For a sitting of Parliament, it was unusual in a number of ways.
Firstly there were windows and an outside world beyond. That world, as seen from Te Hāpua School, showed not a dreary Wellington day but sun above the Far North's Parengarenga Harbour.
Secondly, Parliament's Speaker Trevor Mallard was able to exercise control without an unhealthy red creeping up from the neck. It's an easier task when your Parliament acts like children - and they actually are.
This was the Speaker's Outreach Tour, which had come to the Far North on its mission to invest in our newest generations a taste of debate and democracy through role play and debate.

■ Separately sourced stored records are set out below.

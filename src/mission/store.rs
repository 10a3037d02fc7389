use std::fs;
use std::path::{Path, PathBuf};

use serde::{Deserialize, Serialize};

use super::Mission;
use crate::error::MissionError;

pub const STORE_VERSION: &str = "1.0.0";

#[derive(Debug, Default, Serialize, Deserialize)]
struct StoreFile {
    version: String,
    #[serde(default)]
    missions: Vec<Mission>,
}

/// YAML-backed registry of missions.
///
/// ```yaml
/// version: 1.0.0
/// missions:
///   - name: docs
///     src: /home/me/project/docs
///     dest: /srv/www/docs
///     ignore:
///       - \.draft\.md$
/// ```
#[derive(Debug)]
pub struct MissionStore {
    path: PathBuf,
    version: String,
    missions: Vec<Mission>,
    modified: bool,
}

impl MissionStore {
    /// Open the store at `path`. A missing file is an empty store.
    pub fn open(path: impl Into<PathBuf>) -> Result<Self, MissionError> {
        let path = path.into();
        if !path.exists() {
            tracing::debug!("No mission store at {}, starting empty", path.display());
            return Ok(Self {
                path,
                version: STORE_VERSION.to_string(),
                missions: Vec::new(),
                modified: false,
            });
        }

        let contents = fs::read_to_string(&path).map_err(|source| MissionError::Io {
            path: path.clone(),
            source,
        })?;
        let file: StoreFile = if contents.trim().is_empty() {
            StoreFile::default()
        } else {
            serde_yml::from_str(&contents).map_err(|source| MissionError::Parse {
                path: path.clone(),
                source,
            })?
        };

        Ok(Self {
            path,
            version: if file.version.is_empty() {
                STORE_VERSION.to_string()
            } else {
                file.version
            },
            missions: file.missions,
            modified: false,
        })
    }

    pub fn path(&self) -> &Path {
        &self.path
    }

    pub fn version(&self) -> &str {
        &self.version
    }

    pub fn missions(&self) -> &[Mission] {
        &self.missions
    }

    pub fn is_modified(&self) -> bool {
        self.modified
    }

    pub fn get(&self, name: &str) -> Option<&Mission> {
        self.missions.iter().find(|m| m.name == name)
    }

    /// Mutable access. Marks the store modified, since callers take this to edit.
    pub fn get_mut(&mut self, name: &str) -> Option<&mut Mission> {
        let mission = self.missions.iter_mut().find(|m| m.name == name)?;
        self.modified = true;
        Some(mission)
    }

    /// Like [`get`](Self::get) but failing with `NotFound`.
    pub fn require(&self, name: &str) -> Result<&Mission, MissionError> {
        self.get(name)
            .ok_or_else(|| MissionError::NotFound(name.to_string()))
    }

    pub fn add(&mut self, mission: Mission) -> Result<(), MissionError> {
        if self.get(&mission.name).is_some() {
            return Err(MissionError::AlreadyExists(mission.name));
        }
        self.missions.push(mission);
        self.modified = true;
        Ok(())
    }

    pub fn remove(&mut self, name: &str) -> Result<Mission, MissionError> {
        let index = self
            .missions
            .iter()
            .position(|m| m.name == name)
            .ok_or_else(|| MissionError::NotFound(name.to_string()))?;
        self.modified = true;
        Ok(self.missions.remove(index))
    }

    /// Write the store back if anything changed. Returns whether a write happened.
    pub fn save(&mut self) -> Result<bool, MissionError> {
        if !self.modified {
            return Ok(false);
        }
        if let Some(parent) = self.path.parent().filter(|p| !p.as_os_str().is_empty()) {
            fs::create_dir_all(parent).map_err(|source| MissionError::Io {
                path: parent.to_path_buf(),
                source,
            })?;
        }

        let file = StoreFile {
            version: self.version.clone(),
            missions: self.missions.clone(),
        };
        let yaml = serde_yml::to_string(&file)?;
        fs::write(&self.path, yaml).map_err(|source| MissionError::Io {
            path: self.path.clone(),
            source,
        })?;

        tracing::debug!("Saved {} missions to {}", self.missions.len(), self.path.display());
        self.modified = false;
        Ok(true)
    }
}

Here at Te Hāpua School, a classroom was organised to provide Parliament's debating chamber. At one end, a large photographic canvas of the chamber was erected across a frame. Chairs for the politicians had cloth sleeves across the back, marking out roles in Government and Opposition.
Mallard, in ceremonial wig and robes, was led in by a Sergeant-at-Arms complete with a replica of the official mace (carefully drawn onto paper, cut out and stuck to a long ruler).
Then Parliament got down to work.
The proposed law up for debate was the banning of single-use plastic bags. Prime Minister Tia Waenga kicked off with a call to end the disposable convenience, rejected by Opposition leader Connor Sproats with a short speech on their practical uses.
"If you don't mind, I'm going to take the wig off," says Mallard, once debate got under way. "The wig is hot and scratchy."
In Wellington's Parliament, the Speaker stopped wearing a wig outside formal occasions in 1999. The pomp of Parliament has increasingly shrugged off formality, but never more so than since Mallard took on the role.
The Outreach programme is one such move. It started in South Auckland in 2018. This time, for the first time, it was an overnight trip courtesy of the visit to Te Hāpua.
This tiny community of 150 (on a good day, in summer) is right at the top end of the North Island. At the point the final leg to Cape Reinga begins, you turn right towards Spirits Bay then again, at that sign post, you keep on to the right.
Isolated barely begins to describe it. The drive for groceries - aside from a few staples at Waitiki Landing's petrol station - is an hour down State Highway 1 to Pukenui. For those attending Kaitaia College, it's a daily return bus trip that can take four hours.
It's the furthest reaches of Labour MP Willow-Jean Prime's electorate. She was along, as was National MP Barbara Kuriger, whose own Taranaki-King Country electorate is no stranger to remote.
As far away as it is, Te Hāpua knows distance and size is no bar to effecting change. The Labour Party's legendary Minister of Māori Affairs, Matiu Rata, was born here. His biography sits in the trophy cabinet in the staff room, where kids zip through for breakfast. He attended here when it was called Te Hāpua Māori School, an aged sign still declaring it so on the side of a classroom.
This was where the 1975 Land March began, led by Dame Whina Cooper. Ngāti Kuri kuia Saana Murray, born here in 1925, marched alongside her in just one of many shots fired across the Government's bows.
So, Te Hāpua knows how to turn Wellington on its ear.
It was Murray's son Ben Waitai who led the welcome when school began. He had thought of delivering a whakataukī about how a disoriented fish will come right and swim straight after a tap to the head.
He decided not to. It wasn't that kind of a visit. "When we go to Wellington, we're the ones giving a tap to the head," he said afterwards.
That wasn't the only moment when discretion found its place. Kuriger and Prime were to sit among the children on either side of the classroom Parliament. There were no political parties, just Government and Opposition. Kuriger, ahead of Prime when she walked into the classroom, looked at the seats and said quietly, "I know which side I want to sit on", and then didn't.
Back in the classroom, the debate on plastic bags was gaining momentum from a faltering base. Once plastic bags were linked to littering and danger to sea life, it was a topic every child in this coastal community could speak on.
"Do you know," interjected Peiyton Neho, 5, with a voice bolder and stronger than others, "last time me and my brother went fishing we caught a big snapper? On my rod."
The divide between Government and Opposition was weakening. Those around Kuriger were starting to speak in favour of banning plastic bags. Opposition leader Connor tried to gamely rally his MPs but the cause was slipping away. Mallard called a vote and the "ayes" had it - single-use plastic bags would be banned.
Questions followed, and the MPs answered. Mallard told the children how much he earned (gasps), Prime talked about how government has a real effect on people's lives through lunches in schools and period poverty.
And Kuriger? She spoke to how "none of us want our plastic to go to the sea" and how there was much on which the children agreed. It was like Parliament's select committees, she said, where MPs focus less on partisan politics and more on making a difference to which all agree.
Then Poroa Reardon asked the question to which he very much wanted an answer.
"Mr Speaker, is it lunch time now?" And it was.